Vanke has real estate development projects in the United States, the United Kingdom, and Singapore. However, what is most concerned by international public opinion is that in July this year, the Chinese consortium led by Vanke Group acquired ProLogis, a logistics company of Singapore-listed companies, for US$16.1 billion (about RMB107.6 billion). In terms of shareholding ratio, Vanke Group accounted for 21.4%, Houpu Investment accounted for 21.3%, Gaochun Capital accounted for 21.2%, Bank of China Group Investment Co., Ltd. accounted for 15%, and ProLogis management accounted for 21.2%. The deal will be completed by April 14, 2018 at the latest. In addition, Vanke's foreign landmarks include RyderCourt, an office building in central London, and several apartments and office buildings in New York.

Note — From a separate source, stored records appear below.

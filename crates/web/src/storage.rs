//! File storage below a configured root directory.
//!
//! File names come straight from request paths, so every name is checked before it
//! touches the file system: it must be relative, must not contain `..`, and the
//! resolved file (following symlinks) has to stay inside the root.

use std::io;
use std::path::{Component, Path, PathBuf};

use bytes::Bytes;
use thiserror::Error;
use tokio::fs::OpenOptions;
use tokio::io::AsyncWriteExt;
use tracing::{debug, warn};

#[derive(Debug, Error)]
pub enum StorageError {
    #[error("no storage directory configured")]
    NoRoot,

    #[error("invalid file name: {name:?}")]
    InvalidName { name: String },

    #[error("{} resolves outside of the storage directory", .path.display())]
    OutsideRoot { path: PathBuf },

    #[error("io error: {source}")]
    Io {
        #[from]
        source: io::Error,
    },
}

impl StorageError {
    pub fn invalid_name<S: ToString>(name: S) -> Self {
        Self::InvalidName { name: name.to_string() }
    }

    /// True for errors caused by the requested name rather than the file system
    pub fn is_rejected_name(&self) -> bool {
        matches!(self, StorageError::InvalidName { .. } | StorageError::OutsideRoot { .. })
    }
}

#[derive(Debug, Clone, Default)]
pub struct Storage {
    root: Option<PathBuf>,
}

impl Storage {
    pub fn new(root: Option<PathBuf>) -> Self {
        Self { root }
    }

    /// Joins `name` onto the root after a lexical check.
    ///
    /// # Errors
    ///
    /// - [`StorageError::NoRoot`] if no root is configured
    /// - [`StorageError::InvalidName`] for empty, absolute or `..` names
    pub fn resolve(&self, name: &str) -> Result<PathBuf, StorageError> {
        let root = self.root.as_deref().ok_or(StorageError::NoRoot)?;

        let relative = Path::new(name);
        let mut normal_components = 0;
        for component in relative.components() {
            match component {
                Component::Normal(_) => normal_components += 1,
                Component::CurDir => {}
                Component::ParentDir | Component::RootDir | Component::Prefix(_) => {
                    return Err(StorageError::invalid_name(name));
                }
            }
        }

        if normal_components == 0 {
            return Err(StorageError::invalid_name(name));
        }

        Ok(root.join(relative))
    }

    /// Reads the whole file.
    ///
    /// # Errors
    ///
    /// Name errors from [`Storage::resolve`], [`StorageError::OutsideRoot`] when a
    /// symlink leads out of the root, and any I/O error.
    pub async fn read(&self, name: &str) -> Result<Bytes, StorageError> {
        let path = self.resolve(name)?;
        self.ensure_inside(&path).await?;

        let contents = tokio::fs::read(&path).await?;
        debug!(path = %path.display(), size = contents.len(), "read file");
        Ok(Bytes::from(contents))
    }

    /// Creates or truncates the file and writes `contents` to it.
    ///
    /// Parent directories must already exist. On unix the file is created with mode
    /// `0o666` (before umask).
    ///
    /// # Errors
    ///
    /// Same as [`Storage::read`].
    pub async fn write(&self, name: &str, contents: &[u8]) -> Result<(), StorageError> {
        let path = self.resolve(name)?;
        if let Some(parent) = path.parent() {
            self.ensure_inside(parent).await?;
        }
        if tokio::fs::symlink_metadata(&path).await.is_ok() {
            self.ensure_inside(&path).await?;
        }

        let mut options = OpenOptions::new();
        options.write(true).create(true).truncate(true);
        #[cfg(unix)]
        options.mode(0o666);

        let mut file = options.open(&path).await?;
        file.write_all(contents).await?;
        file.flush().await?;
        debug!(path = %path.display(), size = contents.len(), "wrote file");
        Ok(())
    }

    async fn ensure_inside(&self, path: &Path) -> Result<(), StorageError> {
        let root = self.root.as_deref().ok_or(StorageError::NoRoot)?;
        let canonical_root = tokio::fs::canonicalize(root).await?;
        let canonical_path = tokio::fs::canonicalize(path).await?;

        if canonical_path.starts_with(&canonical_root) {
            Ok(())
        } else {
            warn!(path = %path.display(), resolved = %canonical_path.display(), "file escapes the storage directory");
            Err(StorageError::OutsideRoot { path: path.to_path_buf() })
        }
    }
}
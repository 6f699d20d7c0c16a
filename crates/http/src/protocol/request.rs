//! HTTP request types.
//!
//! A request is decoded in two steps: the header block becomes a [`RequestHeader`],
//! and once the body bytes are framed the header is turned into a full [`Request`]
//! with [`RequestHeader::body`].

use bytes::Bytes;
use http::{Method, Version};

use crate::protocol::{Headers, ParseError};

/// The start line and header fields of a request.
#[derive(Debug, Clone, PartialEq, Eq)]
pub struct RequestHeader {
    method: Method,
    path: String,
    version: Version,
    headers: Headers,
}

impl RequestHeader {
    pub fn new(method: Method, path: impl Into<String>, version: Version, headers: Headers) -> Self {
        Self { method, path: path.into(), version, headers }
    }

    /// Attaches a body to this header, converting it into a full [`Request`].
    pub fn body(self, body: Bytes) -> Request {
        Request { header: self, body }
    }

    pub fn method(&self) -> &Method {
        &self.method
    }

    /// Returns the raw request-target, exactly as sent (no percent-decoding).
    pub fn path(&self) -> &str {
        &self.path
    }

    pub fn version(&self) -> Version {
        self.version
    }

    pub fn headers(&self) -> &Headers {
        &self.headers
    }

    /// Returns the declared body length, if the request carries a `Content-Length`.
    ///
    /// # Errors
    ///
    /// Returns [`ParseError::InvalidContentLength`] when the value is not a
    /// non-negative integer.
    pub fn content_length(&self) -> Result<Option<usize>, ParseError> {
        let Some(value) = self.headers.get_ignore_case(super::header::CONTENT_LENGTH) else {
            return Ok(None);
        };

        value
            .trim()
            .parse::<usize>()
            .map(Some)
            .map_err(|_e| ParseError::invalid_content_length(format!("value {value} is not usize")))
    }
}

/// Converts a completely parsed `httparse` request into a [`RequestHeader`].
///
/// Duplicate header names collapse to the last value. Header values are never
/// rejected for their bytes.
impl TryFrom<httparse::Request<'_, '_>> for RequestHeader {
    type Error = ParseError;

    fn try_from(req: httparse::Request<'_, '_>) -> Result<Self, Self::Error> {
        let method = req.method.ok_or(ParseError::InvalidMethod)?;
        let method = Method::from_bytes(method.as_bytes()).map_err(|_e| ParseError::InvalidMethod)?;
        let path = req.path.ok_or(ParseError::InvalidUri)?;
        let version = match req.version {
            Some(0) => Version::HTTP_10,
            Some(1) => Version::HTTP_11,
            v => return Err(ParseError::InvalidVersion(v)),
        };

        let mut headers = Headers::with_capacity(req.headers.len());
        for header in req.headers.iter() {
            // obs-text such as Latin-1 is accepted, invalid sequences become U+FFFD
            headers.insert(header.name, String::from_utf8_lossy(header.value));
        }

        Ok(Self::new(method, path, version, headers))
    }
}

/// A fully framed request: header plus the body bytes read for it.
#[derive(Debug, Clone, PartialEq, Eq)]
pub struct Request {
    header: RequestHeader,
    body: Bytes,
}

impl Request {
    pub fn method(&self) -> &Method {
        self.header.method()
    }

    pub fn path(&self) -> &str {
        self.header.path()
    }

    pub fn version(&self) -> Version {
        self.header.version()
    }

    pub fn headers(&self) -> &Headers {
        self.header.headers()
    }

    pub fn body(&self) -> &Bytes {
        &self.body
    }

    pub fn into_parts(self) -> (RequestHeader, Bytes) {
        (self.header, self.body)
    }
}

The global landmarks bought by Chinese companies include SOHO China CEO, Pan Shiyi’s wife Zhang Xin’s trust fund of 9.4 billion yuan to buy the US General Motors Building, and Zhongli Land’s 9.5 billion yuan to buy the London Rantholt Building. Hong Kong Wantong Building, which was bought by the big estate of 10.8 billion yuan, China Ping An bought the Lloyd Building of London landmark building in London for 2.4 billion yuan, and the Bank of China agreed to spend nearly 4 billion yuan to buy the 28-story building under construction in New York, USA. Bryant Park No. 7 and China Life and Qatar Holdings jointly acquired a 90% stake in the 10 Upper Bank Street building near Canary Wharf for approximately RMB 6.8 billion.